** What the task requires **
Copy out exactly the lines below that run from the one holding "#[derive(Debug, Clone, PartialEq, Eq, Default)]" to the one holding "earlier responder claimed.", keeping both of those lines and no others.

** Input **
:::
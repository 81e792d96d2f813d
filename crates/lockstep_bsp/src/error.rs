//! # BSP Error Types
//!
//! Every variant means the level data is corrupt. None of them is
//! recoverable at runtime.

use thiserror::Error;

/// Errors raised while building or decoding a [`crate::BspTree`].
#[derive(Error, Debug, Clone, PartialEq, Eq)]
pub enum BspError {
    /// The level has no subsectors at all.
    #[error("corrupt level data: no subsectors")]
    NoSubsectors,

    /// More nodes than a child index can address.
    #[error("corrupt level data: {0} nodes exceeds the addressable limit")]
    TooManyNodes(usize),

    /// A child points at a node that does not exist.
    #[error("corrupt level data: node {node} references missing node {child}")]
    NodeOutOfRange {
        /// The node holding the bad reference.
        node: usize,
        /// The referenced node index.
        child: u16,
    },

    /// A child points at a subsector that does not exist.
    #[error("corrupt level data: node {node} references subsector {leaf} of {count}")]
    LeafOutOfRange {
        /// The node holding the bad reference.
        node: usize,
        /// The referenced subsector index.
        leaf: u16,
        /// Number of subsectors in the level.
        count: usize,
    },

    /// Descending from the root can revisit a node.
    #[error("corrupt level data: cycle through node {node}")]
    Cycle {
        /// First node found on the cycle.
        node: u16,
    },

    /// A lump is not a whole number of records.
    #[error("corrupt level data: {lump} lump is {len} bytes, not a multiple of {record}")]
    LumpSize {
        /// Lump name.
        lump: &'static str,
        /// Byte length found.
        len: usize,
        /// Size of one record.
        record: usize,
    },
}

/// Result type for BSP construction.
pub type BspResult<T> = Result<T, BspError>;
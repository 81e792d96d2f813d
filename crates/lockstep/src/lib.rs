//! # LOCKSTEP
//!
//! The game's screens and the controller that moves between them.
//!
//! ## Layers
//!
//! ```text
//! PhaseController ── picks the next phase from the last exit action
//!        │
//! Scheduler ──────── runs one phase as a mini-loop (lockstep_core)
//!        │
//! Phase ──────────── title, legal, credits, demo, game, intermission
//! ```
//!
//! The `lockstep` binary wires the controller to the real-time clock and
//! a single-player session.

#![deny(missing_docs)]
#![deny(unsafe_code)]
#![deny(clippy::all)]
#![warn(clippy::pedantic)]
#![deny(clippy::perf)]

pub mod controller;
pub mod error;
pub mod phases;
pub mod responders;

pub use controller::PhaseController;
pub use error::{LockstepError, LockstepResult};
pub use phases::{Phase, PhaseKind};
pub use responders::{KeyboardInput, MainMenu};
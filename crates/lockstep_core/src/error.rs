//! # Loop Error Types
//!
//! Fatal conditions of the mini-loop and of configuration loading.
//! Transient network stalls are not errors; the scheduler waits them out.

use std::path::PathBuf;

use lockstep_bsp::BspError;
use thiserror::Error;

/// Unrecoverable scheduler failures.
#[derive(Error, Debug, Clone, PartialEq, Eq)]
pub enum LoopError {
    /// The network reported fewer synchronized tics than were already run.
    #[error("low tic {low_tic} fell behind game tic {game_tic}")]
    LowTicBehind {
        /// Synchronized tic reported by the network.
        low_tic: i32,
        /// Logical tic already simulated.
        game_tic: i32,
    },

    /// A tic was about to run without every player's command.
    #[error("game tic {game_tic} ran ahead of low tic {low_tic}")]
    GameTicAhead {
        /// Logical tic about to be simulated.
        game_tic: i32,
        /// Synchronized tic reported by the network.
        low_tic: i32,
    },

    /// Level geometry failed validation.
    #[error(transparent)]
    Bsp(#[from] BspError),
}

/// Result type for scheduler operations.
pub type LoopResult<T> = Result<T, LoopError>;

/// Configuration loading failures.
#[derive(Error, Debug)]
pub enum ConfigError {
    /// The file could not be read.
    #[error("failed to read {path}: {source}")]
    Io {
        /// File that failed.
        path: PathBuf,
        /// Underlying error.
        #[source]
        source: std::io::Error,
    },

    /// The file is not valid TOML for this schema.
    #[error("invalid config syntax: {0}")]
    Parse(#[from] toml::de::Error),

    /// A value is out of range.
    #[error("invalid configuration: {0}")]
    Invalid(String),
}
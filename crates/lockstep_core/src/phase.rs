//! # Loop Phases
//!
//! A phase is the start/stop/draw/tick bundle one mini-loop run executes.
//! Every callback is optional; the defaults do nothing.

use lockstep_math::Fixed;

use crate::action::GameAction;
use crate::error::LoopResult;
use crate::memory::ScratchArena;
use crate::state::LoopState;
use crate::ticcmd::{TicCmd, MAXPLAYERS};
use crate::traits::{Presenter, Simulation};

/// Mutable access handed to `start`, `stop` and `tick`.
pub struct PhaseContext<'a> {
    /// Shared loop state.
    pub state: &'a mut LoopState,
    /// The game world.
    pub sim: &'a mut dyn Simulation,
    /// Commands the simulation just ran with. Empty outside `tick`.
    pub cmds: [TicCmd; MAXPLAYERS],
    /// Which players are in the game.
    pub in_game: [bool; MAXPLAYERS],
}

/// Read-only view handed to `draw`.
///
/// Drawing can reach the world only through shared references, so an
/// interpolated draw cannot change simulation state.
pub struct Frame<'a> {
    /// Shared loop state.
    pub state: &'a LoopState,
    /// The game world.
    pub sim: &'a dyn Simulation,
    /// Output surface.
    pub presenter: &'a mut dyn Presenter,
    /// Scratch budget for this iteration.
    pub arena: &'a ScratchArena,
    /// Progress into the next tic, for interpolated frames.
    pub fraction: Fixed,
    /// True for the extra frame drawn before simulating.
    pub interpolated: bool,
}

/// One phase of the game's control flow.
pub trait LoopPhase {
    /// Short name for logs.
    fn name(&self) -> &'static str {
        "phase"
    }

    /// Runs once when the mini-loop starts.
    ///
    /// # Errors
    ///
    /// Fails if the phase cannot set up (for example, corrupt level data).
    fn start(&mut self, _ctx: &mut PhaseContext<'_>) -> LoopResult<()> {
        Ok(())
    }

    /// Runs once when the mini-loop exits.
    fn stop(&mut self, _ctx: &mut PhaseContext<'_>) {}

    /// Draws the current state. May run any number of times per tic.
    fn draw(&self, _frame: &mut Frame<'_>) {}

    /// Runs after every simulation step. A non-`Nothing` result ends the
    /// mini-loop once the current batch of tics finishes.
    fn tick(&mut self, _ctx: &mut PhaseContext<'_>) -> GameAction {
        GameAction::Nothing
    }
}
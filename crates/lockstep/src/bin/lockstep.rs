//! Headless driver: runs the title sequence against a stub world.
//!
//! ```text
//! lockstep [config.toml]
//! ```
//!
//! Set `RUST_LOG` to change verbosity.

use std::collections::HashMap;

use lockstep::{KeyboardInput, LockstepResult, MainMenu, PhaseController};
use lockstep_core::mock::{MockPresenter, MockSimulation};
use lockstep_core::{
    DemoScript, LocalSession, LoopConfig, ResponderChain, Scheduler, SystemClock,
};

fn init_tracing() {
    let filter = tracing_subscriber::EnvFilter::try_from_default_env()
        .unwrap_or_else(|_| tracing_subscriber::EnvFilter::new("info"));
    tracing_subscriber::fmt()
        .with_env_filter(filter)
        .with_target(false)
        .init();
}

fn run() -> LockstepResult<()> {
    let config = match std::env::args().nth(1) {
        Some(path) => LoopConfig::load(path)?,
        None => LoopConfig::default(),
    };
    tracing::info!(
        tic_rate = config.tic_rate,
        ticdup = config.ticdup,
        "starting"
    );

    let clock = SystemClock::new(config.tic_rate);
    let scheduler = Scheduler::new(
        config,
        LocalSession::new(),
        clock,
        MockSimulation::new(),
        MockPresenter::new(),
        Box::new(KeyboardInput::new()),
    )
    .with_responders(ResponderChain::new().with_menu(Box::new(MainMenu)));

    let demos: HashMap<String, DemoScript> = HashMap::new();
    let mut controller = PhaseController::new(scheduler, Box::new(demos));
    match controller.run_forever()? {}
}

fn main() {
    init_tracing();
    if let Err(err) = run() {
        tracing::error!(%err, "fatal");
        std::process::exit(1);
    }
}
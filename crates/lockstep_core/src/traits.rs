//! # Collaborator Traits
//!
//! The scheduler drives the network, the renderer, the simulation and the
//! input layer only through these traits.
//!
//! ```text
//! scheduler defines:   collaborator implements:
//! ┌──────────────┐     ┌──────────────┐
//! │ trait NetSync│ ←── │ impl NetSync │
//! └──────────────┘     └──────────────┘
//! ```

use lockstep_bsp::{BspError, BspTree};
use lockstep_math::{Angle, Fixed};

use crate::event::Event;
use crate::state::{LoopState, SessionFlags};
use crate::ticcmd::{TicCmd, TicHistory, MAXPLAYERS};

// ============================================================================
// NETWORK
// ============================================================================

/// Network synchronization layer.
///
/// Tic numbers here are logical tics (`gametic / ticdup`).
pub trait NetSync {
    /// Next local tic to build.
    fn maketic(&self) -> i32;

    /// Stores the local command for [`NetSync::maketic`], sends it to
    /// peers, and advances `maketic`.
    fn submit_local(&mut self, cmd: TicCmd);

    /// Receives whatever peers have sent.
    fn poll(&mut self);

    /// Tics received so far from `player`.
    fn nettics(&self, player: usize) -> i32;

    /// Returns true if `player` is in the game.
    fn player_in_game(&self, player: usize) -> bool;

    /// Index of the local player.
    fn console_player(&self) -> usize;

    /// Returns true if peers are connected.
    fn is_netgame(&self) -> bool;

    /// Command history for every player.
    fn history(&self) -> &TicHistory;

    /// Highest tic (exclusive) every in-game player has supplied.
    ///
    /// With nobody in game this is `maketic`.
    fn low_tic(&self) -> i32 {
        (0..MAXPLAYERS)
            .filter(|&p| self.player_in_game(p))
            .map(|p| self.nettics(p))
            .min()
            .unwrap_or_else(|| self.maketic())
    }

    /// Returns true if anyone is in the game.
    fn players_in_game(&self) -> bool {
        (0..MAXPLAYERS).any(|p| self.player_in_game(p))
    }

    /// The player whose pace everyone else follows: the first in game.
    fn key_player(&self) -> Option<usize> {
        (0..MAXPLAYERS).find(|&p| self.player_in_game(p))
    }
}

// ============================================================================
// PRESENTATION
// ============================================================================

/// Packs an RGBA color.
#[inline]
#[must_use]
pub const fn rgba(r: u8, g: u8, b: u8, a: u8) -> u32 {
    (r as u32) | ((g as u32) << 8) | ((b as u32) << 16) | ((a as u32) << 24)
}

/// Opaque white.
pub const WHITE: u32 = rgba(255, 255, 255, 255);

/// Opaque black.
pub const BLACK: u32 = rgba(0, 0, 0, 255);

/// Camera position and orientation.
#[derive(Debug, Clone, Copy, PartialEq, Eq, Default)]
pub struct ViewPoint {
    /// Map x.
    pub x: Fixed,
    /// Map y.
    pub y: Fixed,
    /// Eye height.
    pub z: Fixed,
    /// Facing.
    pub angle: Angle,
    /// Look up/down.
    pub pitch: Angle,
}

/// Renderer, sound mixer and display surface.
pub trait Presenter {
    /// Begins a frame. Returning false skips it (interpolation only).
    fn start_display(&mut self) -> bool {
        true
    }

    /// Fills the frame with `color`.
    fn clear(&mut self, color: u32);

    /// Draws a named picture.
    fn draw_gfx(&mut self, x: i32, y: i32, name: &str, color: u32);

    /// Draws a line of text. `x == -1` centers it.
    fn draw_text(&mut self, x: i32, y: i32, color: u32, text: &str);

    /// Renders the 3D view. `visible` lists leaves nearest first.
    fn render_view(&mut self, view: &ViewPoint, leaf: u16, visible: &[u16]);

    /// Menu, console, developer overlay and pause text.
    fn draw_interface(&mut self, flags: &SessionFlags);

    /// Presents the finished frame.
    fn finish_update(&mut self);

    /// Ends an interpolated frame.
    fn end_display(&mut self) {}

    /// Updates positional sound.
    fn update_sounds(&mut self) {}
}

// ============================================================================
// SIMULATION
// ============================================================================

/// Text and art shown between maps of one cluster.
#[derive(Debug, Clone, PartialEq, Eq, Default)]
pub struct Cluster {
    /// Intermission text, lines separated by `\n`.
    pub text: String,
    /// Background picture.
    pub pic: String,
    /// Background picture position.
    pub pic_x: i32,
    /// Background picture position.
    pub pic_y: i32,
    /// Scroll the text away and fade the background at the end.
    pub scroll_text_end: bool,
    /// Shown only on entering the cluster; no finale follows.
    pub enter_only: bool,
}

/// The game world.
pub trait Simulation {
    /// Advances the world by one tic using each player's command.
    fn advance_one_tic(&mut self, state: &mut LoopState, cmds: &[TicCmd; MAXPLAYERS]);

    /// Where the local player's camera is.
    fn view_point(&self) -> ViewPoint;

    /// Partition of the loaded map, if one is loaded.
    fn level(&self) -> Option<&BspTree>;

    /// Loads `map`, replacing the current level.
    ///
    /// # Errors
    ///
    /// Returns a [`BspError`] if the map's partition is corrupt.
    fn load_level(&mut self, map: u32) -> Result<(), BspError>;

    /// Intermission data for `map`, if it has any.
    fn cluster(&self, map: u32) -> Option<Cluster>;
}

// ============================================================================
// INPUT
// ============================================================================

/// Gameplay input: the last link of the responder chain and the builder of
/// local tic commands.
pub trait GameInput {
    /// Handles an event no earlier responder claimed.
    fn respond(&mut self, event: &Event, state: &mut LoopState) -> bool;

    /// Builds the local command for the next tic from current input state.
    fn build_ticcmd(&mut self, state: &LoopState) -> TicCmd;
}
:::
** Answer space **
#[derive(Debug, Clone, PartialEq, Eq, Default)]
pub struct Cluster {
    /// Intermission text, lines separated by `\n`.
    pub text: String,
    /// Background picture.
    pub pic: String,
    /// Background picture position.
    pub pic_x: i32,
    /// Background picture position.
    pub pic_y: i32,
    /// Scroll the text away and fade the background at the end.
    pub scroll_text_end: bool,
    /// Shown only on entering the cluster; no finale follows.
    pub enter_only: bool,
}

/// The game world.
pub trait Simulation {
    /// Advances the world by one tic using each player's command.
    fn advance_one_tic(&mut self, state: &mut LoopState, cmds: &[TicCmd; MAXPLAYERS]);

    /// Where the local player's camera is.
    fn view_point(&self) -> ViewPoint;

    /// Partition of the loaded map, if one is loaded.
    fn level(&self) -> Option<&BspTree>;

    /// Loads `map`, replacing the current level.
    ///
    /// # Errors
    ///
    /// Returns a [`BspError`] if the map's partition is corrupt.
    fn load_level(&mut self, map: u32) -> Result<(), BspError>;

    /// Intermission data for `map`, if it has any.
    fn cluster(&self, map: u32) -> Option<Cluster>;
}

// ============================================================================
// INPUT
// ============================================================================

/// Gameplay input: the last link of the responder chain and the builder of
/// local tic commands.
pub trait GameInput {
    /// Handles an event no earlier responder claimed.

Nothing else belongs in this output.